Dick Carlson grew up in a hockey family, and even as he moved his family from the hockey hotbed of Massachusetts to New Jersey, he was going to replicate that feel with his own boys, John and his older brother Andrew. They found the New Jersey Rockets, who traveled to all the places hockey families must travel, beginning at age 7 or 8. Detroit. Toronto. New England. Beyond.

“People would say it’s child abuse now,” Dick Carlson said, laughing. “ ‘How could you ever do that?’ But given that’s how I was brought up, it’s what we all enjoyed, we became a hockey family as well. Of course, you never know at the end of the day how it will all work out.”

What they knew, though, was that they would pursue the best competition possible so that all the Rockets would know where they stood.

“There weren’t going to be 20 teams within 20 miles just like us, like there would be in Canada or something,” John Carlson said. “But we were good.”

At the helm of John’s team was Dick, who had a certain way he wanted things done. Their relationship has been duplicated across the country in sport to sport — a father doesn’t want to be seen as favoring his son, so he rides him.

“It probably wasn’t easy for him, because I was very hard on him,” Dick Carlson said. “There’s probably a lot of days he didn’t really like me. But he always listened, even though maybe we fought about it a lot — or I didn’t think he was listening. He was always a dependable kid, came to play and had fun, which is the most important thing.”

Through his teens, as he cast aside baseball and lacrosse to focus on hockey, his father’s coaching worked. John grew into a dangerous defenseman, one who began attracting the attention not only of college recruiters, but of scouts from the Ontario Hockey League, the best feeder to the NHL.

“He knew a lot, and he helped me out,” John Carlson said. “It was a little bit different of a situation than normal. He was very serious, and he was hard on me — but in a good way.”

John, though, didn’t always let his feelings be known. When he was visiting the University of Massachusetts on a recruiting trip, he accepted a scholarship offer onsite — before he had even divulged his intentions to his family. When he decided instead to play in the OHL — eventually going to the London Knights, where he was coached by former Capital Dale Hunter — he told his father only of his intentions, not of the reasons behind them.

“You don’t realize it at the time, but he was absorbing everything at every level, and it kind of fed into all these decisions he made,” Dick Carlson said. “He probably doesn’t realize that, but everything in his mind was calculated and mature — kind of beyond his own maturity level. I sit back and think about it: He had kind of a game plan in his mind, and he was just going a step at a time.”

Growing into role with Caps

By the time Carlson arrived for his first training camp with the Capitals — having played two years in Indiana in the United States Hockey League, then a year for London in the OHL — the game plan included only one thing: an NHL career.

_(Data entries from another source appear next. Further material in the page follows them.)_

//! # till-core: Pure Receipt Logic for Till
//!
//! This crate is the **heart** of Till. It turns scanned tags into a priced,
//! discounted receipt as pure functions with zero I/O dependencies.
//!
//! ## Architecture Position
//! ```text
//! ┌─────────────────────────────────────────────────────────────────────────┐
//! │                        Till Architecture                                │
//! │                                                                         │
//! │  ┌─────────────────────────────────────────────────────────────────┐   │
//! │  │                    till (CLI binary)                            │   │
//! │  │    args/config ──► load catalog ──► run pipeline ──► write     │   │
//! │  └─────────────────────────────┬───────────────────────────────────┘   │
//! │                                │                                        │
//! │  ┌─────────────────────────────▼───────────────────────────────────┐   │
//! │  │               ★ till-core (THIS CRATE) ★                        │   │
//! │  │                                                                 │   │
//! │  │   tag ──► cart ──► promotion ──► totals ──► receipt             │   │
//! │  │                                                                 │   │
//! │  │   NO I/O • NO FILES • NO ENVIRONMENT • PURE FUNCTIONS           │   │
//! │  └─────────────────────────────────────────────────────────────────┘   │
//! │                                ▲                                        │
//! │  ┌─────────────────────────────┴───────────────────────────────────┐   │
//! │  │                till-catalog (Reference Data)                    │   │
//! │  │              built-in fixtures, JSON item/promotion files       │   │
//! │  └─────────────────────────────────────────────────────────────────┘   │
//! └─────────────────────────────────────────────────────────────────────────┘
//! ```
//!
//! ## Modules
//!
//! - [`tag`] - Tag formatting and barcode aggregation
//! - [`cart`] - Cart builder (catalog join)
//! - [`promotion`] - Buy-two-get-one-free engine
//! - [`totals`] - Totals calculator
//! - [`receipt`] - Receipt model and text rendering
//! - [`pipeline`] - All of the above in one call
//! - [`money`] / [`quantity`] - Integer money and fractional quantities
//! - [`types`] - Reference data (catalog items, promotions)
//! - [`validation`] - Input and reference data rules
//! - [`error`] - Domain error types
//!
//! ## Example Usage
//!
//! ```rust
//! use till_core::{print_receipt, CatalogItem, Money, Promotion, PromotionKind};
//!
//! let catalog = vec![
//!     CatalogItem::new("ITEM000001", "雪碧", "瓶", Money::from_cents(300)),
//!     CatalogItem::new("ITEM000003", "荔枝", "斤", Money::from_cents(1500)),
//! ];
//! let promotions = vec![Promotion::new(PromotionKind::BuyTwoGetOneFree, ["ITEM000001"])];
//!
//! let text = print_receipt(&["ITEM000001-5", "ITEM000003-2.5"], &catalog, &promotions, "没钱赚商店")
//!     .unwrap();
//!
//! assert!(text.contains("小计：12.00(元)"));
//! assert!(text.contains("总计：49.50(元)"));
//! ```

// =============================================================================
// Module Declarations
// =============================================================================

pub mod cart;
pub mod error;
pub mod money;
pub mod pipeline;
pub mod promotion;
pub mod quantity;
pub mod receipt;
pub mod tag;
pub mod totals;
pub mod types;
pub mod validation;

// =============================================================================
// Re-exports for Convenience
// =============================================================================

pub use cart::CartItem;
pub use error::{CoreError, CoreResult, ValidationError};
pub use money::Money;
pub use pipeline::{print_receipt, ReceiptPipeline};
pub use promotion::PromotedItem;
pub use quantity::Quantity;
pub use receipt::{Receipt, ReceiptItem};
pub use tag::{CountedBarcode, FormattedTag};
pub use totals::Totals;
pub use types::*;

// =============================================================================
// Crate-Level Constants
// =============================================================================

/// Separates the barcode from the quantity in a weighed tag (`ITEM000003-2.5`).
pub const BARCODE_QUANTITY_SEPARATOR: char = '-';

/// Store name printed in the receipt banner when none is configured.
pub const DEFAULT_STORE_NAME: &str = "没钱赚商店";
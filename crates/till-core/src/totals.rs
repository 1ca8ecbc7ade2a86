//! # Totals Calculator
//!
//! Sums payable amounts and savings across promoted cart lines. With integer
//! cents the result does not depend on summation order.

use serde::{Deserialize, Serialize};

use crate::error::{CoreError, CoreResult};
use crate::money::Money;
use crate::promotion::PromotedItem;

/// Receipt totals.
#[derive(Debug, Clone, Copy, PartialEq, Eq, Default, Serialize, Deserialize)]
#[serde(rename_all = "camelCase")]
pub struct Totals {
    pub total_pay_price: Money,
    pub total_saved: Money,
}

/// Sums `pay_price` and `saved` over all items.
///
/// Fails with [`CoreError::AmountOverflow`] naming the line whose amount
/// no longer fits.
pub fn calculate_totals(items: &[PromotedItem]) -> CoreResult<Totals> {
    items
        .iter()
        .try_fold(Totals::default(), |acc, item| -> CoreResult<Totals> {
            let overflow = || CoreError::AmountOverflow {
                barcode: item.barcode.clone(),
            };
            Ok(Totals {
                total_pay_price: acc
                    .total_pay_price
                    .checked_add(item.pay_price)
                    .ok_or_else(overflow)?,
                total_saved: acc.total_saved.checked_add(item.saved).ok_or_else(overflow)?,
            })
        })
}

#[cfg(test)]
mod tests {
    use super::*;
    use crate::quantity::Quantity;

    fn promoted(pay_cents: i64, saved_cents: i64) -> PromotedItem {
        promoted_as("ITEM000001", pay_cents, saved_cents)
    }

    fn promoted_as(barcode: &str, pay_cents: i64, saved_cents: i64) -> PromotedItem {
        PromotedItem {
            barcode: barcode.to_string(),
            name: "雪碧".to_string(),
            unit: "瓶".to_string(),
            price: Money::from_cents(300),
            count: Quantity::ONE,
            pay_price: Money::from_cents(pay_cents),
            saved: Money::from_cents(saved_cents),
        }
    }

    #[test]
    fn test_calculate_totals() {
        let totals = calculate_totals(&[promoted(1200, 300), promoted(3750, 0), promoted(900, 450)]).unwrap();
        assert_eq!(totals.total_pay_price, Money::from_cents(5850));
        assert_eq!(totals.total_saved, Money::from_cents(750));
    }

    #[test]
    fn test_empty_totals_are_zero() {
        assert_eq!(calculate_totals(&[]).unwrap(), Totals::default());
    }

    #[test]
    fn test_order_independent() {
        let mut items = vec![promoted(1, 0), promoted(2, 1), promoted(3, 2)];
        let forward = calculate_totals(&items).unwrap();
        items.reverse();
        assert_eq!(calculate_totals(&items).unwrap(), forward);
    }

    #[test]
    fn test_total_overflow_is_an_error() {
        let half = 5_000_000_000_000_000_000;
        let items = [promoted_as("A", half, 0), promoted_as("B", half, 0)];

        assert!(matches!(
            calculate_totals(&items),
            Err(CoreError::AmountOverflow { ref barcode }) if barcode == "B"
        ));
    }

    #[test]
    fn test_saved_overflow_is_an_error() {
        let items = [promoted_as("A", 0, i64::MAX), promoted_as("B", 0, 1)];
        assert!(calculate_totals(&items).is_err());
    }
}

Still a teenager, veteran Capitals noticed him immediately.

“You could see the raw abilities,” Capitals forward Brooks Laich said. “He could shoot the puck. He was big, he was strong, he could skate. You could tell he had the ability to elevate his game, which some people always play here,” and he held his hand at a middling level, “but can’t take it up. He could. The raw material was fantastic.”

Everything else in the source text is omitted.